The vast majority of the land at Glutt is blanket bog, made up of nationally important carbon-rich soils, ultra-deep peat and priority peatland habitat of high, or potentially high, conservation value.
Acquired by the late Stuart Murray Threipland in 2015, the estate has been the subject of a major peatland-restoration project, split into three distinct phases and largely funded by the Peatland Action Scheme. Phase 1 of the project was completed in January 2022, Phase 2 is ongoing and Phase 3 is still to be done. For those familiar with such matters, the project aims to deliver ‘a potential cumulative claimable emissions reduction of over 189,000 tonnes of CO² over a 100-year period’.
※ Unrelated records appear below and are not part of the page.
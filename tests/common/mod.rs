#![allow(dead_code)]

use std::path::PathBuf;
use std::sync::atomic::AtomicU32;
use std::sync::Arc;

use tabox::result::ExitStatus;
use tempfile::TempDir;

use code_runner::ToolsSandboxRunner;
use code_runner_exec::sandbox::{write_etc, READABLE_DIRS};
use code_runner_exec::{CodeExecutor, RawSandboxResult, RunnerConfig, SandboxJob, SandboxRunner};
use code_runner_lang::Language;

pub fn setup() {
    let _ = env_logger::Builder::from_default_env()
        .format_timestamp_nanos()
        .is_test(true)
        .try_init();
    std::env::set_var(
        "CODE_RUNNER_TOOLS_PATH",
        env!("CARGO_BIN_EXE_code-runner-tools"),
    );
}

/// Whether the sandbox can be created on this machine: it needs the user namespaces.
pub fn sandbox_available() -> bool {
    let tmpdir = TempDir::new().unwrap();
    let box_dir = tmpdir.path().join("box");
    std::fs::create_dir(&box_dir).unwrap();
    let etc_dir = tmpdir.path().join("etc");
    write_etc(&etc_dir, 1000, 1000).unwrap();
    let job = SandboxJob {
        executable: which::which("true").unwrap(),
        args: vec![],
        env: vec![],
        box_dir,
        etc_dir,
        stdin: Some("/dev/null".into()),
        stdout: Some("/dev/null".into()),
        stderr: Some("/dev/null".into()),
        readable_dirs: READABLE_DIRS
            .iter()
            .map(PathBuf::from)
            .filter(|dir| dir.is_dir())
            .collect(),
        cpu_time: Some(1),
        wall_time: Some(2),
        memory: None,
        file_size: None,
        output_limit: None,
        multiprocess: false,
        uid: 1000,
        gid: 1000,
    };
    let res = ToolsSandboxRunner::default().run(&job, Arc::new(AtomicU32::new(0)));
    match res {
        RawSandboxResult::Success(res) if matches!(res.status, ExitStatus::ExitCode(0)) => true,
        res => {
            eprintln!("Sandbox not available: {res:?}");
            false
        }
    }
}

/// An executor using the real sandbox. The tests using it are `#[ignore]`d, since they need the
/// user namespaces and the interpreters: run them with `cargo test -- --ignored`. They fail if the
/// sandbox or the interpreter of the language are missing.
pub fn executor(language: Language, config: RunnerConfig) -> CodeExecutor {
    setup();
    assert!(
        sandbox_available(),
        "The sandbox cannot be created on this machine"
    );
    let executor = CodeExecutor::new(config, ToolsSandboxRunner::default()).unwrap();
    let interpreter = executor
        .languages()
        .list()
        .into_iter()
        .find(|(lang, _)| *lang == language)
        .and_then(|(_, path)| path);
    assert!(
        interpreter.is_some(),
        "The interpreter for {language} is not installed"
    );
    executor
}

/// The configuration used in the tests, with the sandboxes inside `dir`.
pub fn config(dir: &TempDir) -> RunnerConfig {
    RunnerConfig {
        sandboxes_dir: dir.path().join("sandboxes"),
        max_concurrent: 4,
        ..Default::default()
    }
}
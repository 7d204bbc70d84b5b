use std::path::Path;
use std::process::Command;

/// The version of the crate, followed by the git revision if the sources are in a repository.
fn long_version() -> String {
    let version = env!("CARGO_PKG_VERSION").to_string();
    let output = Command::new("git")
        .args(["describe", "--always", "--dirty=+dirty", "--long"])
        .output();
    match output {
        Ok(output) if output.status.success() => {
            let revision = String::from_utf8_lossy(&output.stdout);
            let revision = revision.trim();
            if revision.is_empty() {
                version
            } else {
                format!("{version}\n\nRevision: {revision}")
            }
        }
        _ => version,
    }
}

fn main() {
    let out_dir = std::env::var("OUT_DIR").expect("missing OUT_DIR");
    let version_file_path = Path::new(&out_dir).join("version.txt");
    if let Err(e) = std::fs::write(&version_file_path, long_version()) {
        panic!(
            "Failed to write version file at {}: {}",
            version_file_path.display(),
            e
        );
    }
    println!("cargo:rerun-if-changed=.git/HEAD");
    println!("cargo:rerun-if-changed=.git/index");
}
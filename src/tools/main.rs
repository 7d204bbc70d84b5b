use clap::Parser;

use code_runner::error::NiceError;
use code_runner::tools::opt::{Opt, Tool};
use code_runner::tools::sandbox::main_sandbox;

fn main() {
    let base_opt = Opt::parse();
    base_opt.logger.enable_log();

    match base_opt.tool {
        Tool::Sandbox(opt) => main_sandbox(opt),
        Tool::InternalSandbox => code_runner::main_sandbox(),
    }
    .nice_unwrap()
}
However, as Mrs Channing points out, Glutt’s vast and distinctive landscape not only provides significant opportunities to undertake large-scale environmental projects, including peatland restoration and biodiversity enhancement, it also offers many of the attributes traditionally sought by buyers of Scottish estates — namely, privacy and seclusion, with a comfortable and manageable lodge set within magnificent scenery, and an exciting combination of walked-up grouse shooting and red-deer stalking. Furthermore, the absence of trees combined with the gently undulating terrain represent ideal conditions for the ancient art of falconry.
Simplicity is the key to life at Glutt, where the gamekeeper is the sole employee. The estate’s three dwellings are practical and well proportioned. They include the solid, four-bedroom Glutt Lodge, built of rendered and painted stone under a pitched slate roof, which sits above the banks of the Glutt Water, a tributary of the River Thurso.
The main rooms have been designed to take advantage of the open views over the mesmerising landscape. There is also the four-bedroom Keeper’s Cottage and the modest, but charming, one-bedroom Bothy, both of which are located a short distance from the lodge.